Le Méridien mère de ce Méridien (pour la circulation profonde de l’énergie), est le Méridien du Foie (voir tableau). Le Foie (dans le système Cheng) correspond au Bois. Le Méridien du Foie est un Méridien Inn (voir tableau des Méridiens). Le point Su qui correspond au Bois Inn (voir tableau de concordance Su et des cinq éléments) est le point Tsing. C’est soit le premier, soit le dernier point suivant la direction de l’énergie dans le Méridien dont on recherche le point. Le Méridien du Cœur est centrifuge (voir tableau des Méridiens), c’est donc le dernier point. Ce Méridien a neuf points. Le point de Tonification du Méridien du Cœur est le point 9.

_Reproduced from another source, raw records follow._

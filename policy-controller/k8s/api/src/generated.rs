//! Cilium policy documents generated from templates.
//!
//! Generated documents are handled as [`DynamicObject`](kube::api::DynamicObject)s
//! so that every field of the policy schema survives a read-modify-write
//! cycle, including fields this controller does not know about.

use crate::policy::NetworkPolicyTemplate;
use k8s_openapi::apimachinery::pkg::apis::meta::v1::OwnerReference;
use kube::{
    api::{ApiResource, GroupVersionKind, ObjectMeta},
    Resource,
};
use std::fmt;

pub const GROUP: &str = "cilium.io";
pub const VERSION: &str = "v2";
pub const API_VERSION: &str = "cilium.io/v2";

/// Label naming the template that generated a document. Used as an index to
/// find a template's documents without scanning the whole kind.
pub const TEMPLATE_LABEL: &str = "netplate.io/template";

#[derive(Copy, Clone, Debug, PartialEq, Eq, Hash)]
pub enum GeneratedKind {
    /// `CiliumNetworkPolicy`, stored in the namespace it was generated for.
    Namespaced,
    /// `CiliumClusterwideNetworkPolicy`, named after the namespace it was
    /// generated for.
    ClusterWide,
}

/// Identifies a generated document. Cluster-wide documents have no namespace.
#[derive(Clone, Debug, PartialEq, Eq, Hash, PartialOrd, Ord)]
pub struct PolicyId {
    pub namespace: Option<String>,
    pub name: String,
}

// === impl GeneratedKind ===

impl GeneratedKind {
    pub const ALL: [Self; 2] = [Self::Namespaced, Self::ClusterWide];

    pub fn for_template(template: &NetworkPolicyTemplate) -> Self {
        if template.spec.cluster_wide {
            Self::ClusterWide
        } else {
            Self::Namespaced
        }
    }

    /// Matches an admission request's group and kind, ignoring case.
    pub fn from_group_kind(group: &str, kind: &str) -> Option<Self> {
        if !group.eq_ignore_ascii_case(GROUP) {
            return None;
        }
        Self::ALL
            .into_iter()
            .find(|k| kind.eq_ignore_ascii_case(k.kind()))
    }

    pub fn kind(&self) -> &'static str {
        match self {
            Self::Namespaced => "CiliumNetworkPolicy",
            Self::ClusterWide => "CiliumClusterwideNetworkPolicy",
        }
    }

    pub fn plural(&self) -> &'static str {
        match self {
            Self::Namespaced => "ciliumnetworkpolicies",
            Self::ClusterWide => "ciliumclusterwidenetworkpolicies",
        }
    }

    pub fn is_namespaced(&self) -> bool {
        matches!(self, Self::Namespaced)
    }

    pub fn api_resource(&self) -> ApiResource {
        let gvk = GroupVersionKind::gvk(GROUP, VERSION, self.kind());
        ApiResource::from_gvk_with_plural(&gvk, self.plural())
    }

    /// Returns the identity of the document generated from `template` for
    /// `namespace`.
    pub fn policy_id(&self, namespace: &str, template: &str) -> PolicyId {
        match self {
            Self::Namespaced => PolicyId {
                namespace: Some(namespace.to_string()),
                name: template.to_string(),
            },
            Self::ClusterWide => PolicyId {
                namespace: None,
                name: format!("{namespace}-{template}"),
            },
        }
    }
}

impl fmt::Display for GeneratedKind {
    fn fmt(&self, f: &mut fmt::Formatter<'_>) -> fmt::Result {
        f.write_str(self.kind())
    }
}

// === impl PolicyId ===

impl PolicyId {
    pub fn of(meta: &ObjectMeta) -> Self {
        Self {
            namespace: meta.namespace.clone(),
            name: meta.name.clone().unwrap_or_default(),
        }
    }
}

impl fmt::Display for PolicyId {
    fn fmt(&self, f: &mut fmt::Formatter<'_>) -> fmt::Result {
        match &self.namespace {
            Some(ns) => write!(f, "{}/{}", ns, self.name),
            None => f.write_str(&self.name),
        }
    }
}

fn is_template_ref(owner: &OwnerReference) -> bool {
    owner.api_version == NetworkPolicyTemplate::api_version(&())
        && owner.kind == NetworkPolicyTemplate::kind(&())
}

/// Returns the name of the template that owns a document, if any.
pub fn template_owner(meta: &ObjectMeta) -> Option<&str> {
    meta.owner_references
        .iter()
        .flatten()
        .find(|o| is_template_ref(o))
        .map(|o| o.name.as_str())
}

/// Indicates whether a document is owned by the named template.
pub fn is_owned_by(meta: &ObjectMeta, template: &str) -> bool {
    meta.owner_references
        .iter()
        .flatten()
        .any(|o| is_template_ref(o) && o.name == template)
}

#[cfg(test)]
mod tests {
    use super::*;
    use crate::policy::NetworkPolicyTemplateSpec;
    use pretty_assertions::assert_eq;

    fn template(cluster_wide: bool) -> NetworkPolicyTemplate {
        let mut t = NetworkPolicyTemplate::new(
            "allow-dns",
            NetworkPolicyTemplateSpec {
                cluster_wide,
                policy_template: String::new(),
            },
        );
        t.metadata.uid = Some("uid-1".to_string());
        t
    }

    #[test]
    fn policy_ids() {
        assert_eq!(
            GeneratedKind::for_template(&template(false)).policy_id("tenant-a", "allow-dns"),
            PolicyId {
                namespace: Some("tenant-a".to_string()),
                name: "allow-dns".to_string(),
            }
        );
        assert_eq!(
            GeneratedKind::for_template(&template(true)).policy_id("tenant-a", "allow-dns"),
            PolicyId {
                namespace: None,
                name: "tenant-a-allow-dns".to_string(),
            }
        );
    }

    #[test]
    fn api_resources() {
        let ar = GeneratedKind::ClusterWide.api_resource();
        assert_eq!(ar.api_version, API_VERSION);
        assert_eq!(ar.kind, "CiliumClusterwideNetworkPolicy");
        assert_eq!(ar.plural, "ciliumclusterwidenetworkpolicies");
    }

    #[test]
    fn from_group_kind() {
        assert_eq!(
            GeneratedKind::from_group_kind("cilium.io", "ciliumnetworkpolicy"),
            Some(GeneratedKind::Namespaced)
        );
        assert_eq!(
            GeneratedKind::from_group_kind("cilium.io", "CiliumClusterwideNetworkPolicy"),
            Some(GeneratedKind::ClusterWide)
        );
        assert_eq!(
            GeneratedKind::from_group_kind("networking.k8s.io", "NetworkPolicy"),
            None
        );
    }

    #[test]
    fn ownership() {
        let owner = template(false).controller_owner_ref(&()).unwrap();
        assert_eq!(owner.api_version, "netplate.io/v1beta1");
        assert_eq!(owner.kind, "NetworkPolicyTemplate");

        let meta = ObjectMeta {
            owner_references: Some(vec![owner]),
            ..Default::default()
        };
        assert_eq!(template_owner(&meta), Some("allow-dns"));
        assert!(is_owned_by(&meta, "allow-dns"));
        assert!(!is_owned_by(&meta, "deny-host"));
        assert_eq!(template_owner(&ObjectMeta::default()), None);
    }

    #[test]
    fn foreign_owner_is_not_a_template() {
        let meta = ObjectMeta {
            owner_references: Some(vec![OwnerReference {
                api_version: "apps/v1".to_string(),
                kind: "Deployment".to_string(),
                name: "allow-dns".to_string(),
                uid: "uid-2".to_string(),
                ..Default::default()
            }]),
            ..Default::default()
        };
        assert!(!is_owned_by(&meta, "allow-dns"));
    }
}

2. Rechercher le point de Tonification du Méridien du Poumon.
Le Méridien mère est le Méridien de la Rate. Dans le cycle Cheng, la Terre correspond à la rate. Le Méridien de la Rate est un Méridien Inn ; le point Su qui correspond à la terre pour un Méridien Inn est le point Yu. Le point Yu est le troisième point. Le Méridien du Poumon est centrifuge et compte onze points ; le Point de Tonification est donc le neuvième point.
3. Rechercher le point de Dispersion du Méridien du Cœur.
Le Méridien fils est celui de la rate. La rate correspond à la Terre. La Terre pour un Méridien Inn se rapporte au point Yu. Yu est le troisième point ; le Méridien en compte neuf et est centrifuge ; c’est donc le point 7.
Ces exemples nous montrent qu’à partir d’une règle simple il est possible de retrouver, de façon quasi mathématique, certains points. Les mathématiques ont un rôle déterminant à jouer en acupuncture mais la place nous manque (et puis cela amuse-t-il le lecteur non spécialiste ?) pour développer le sujet.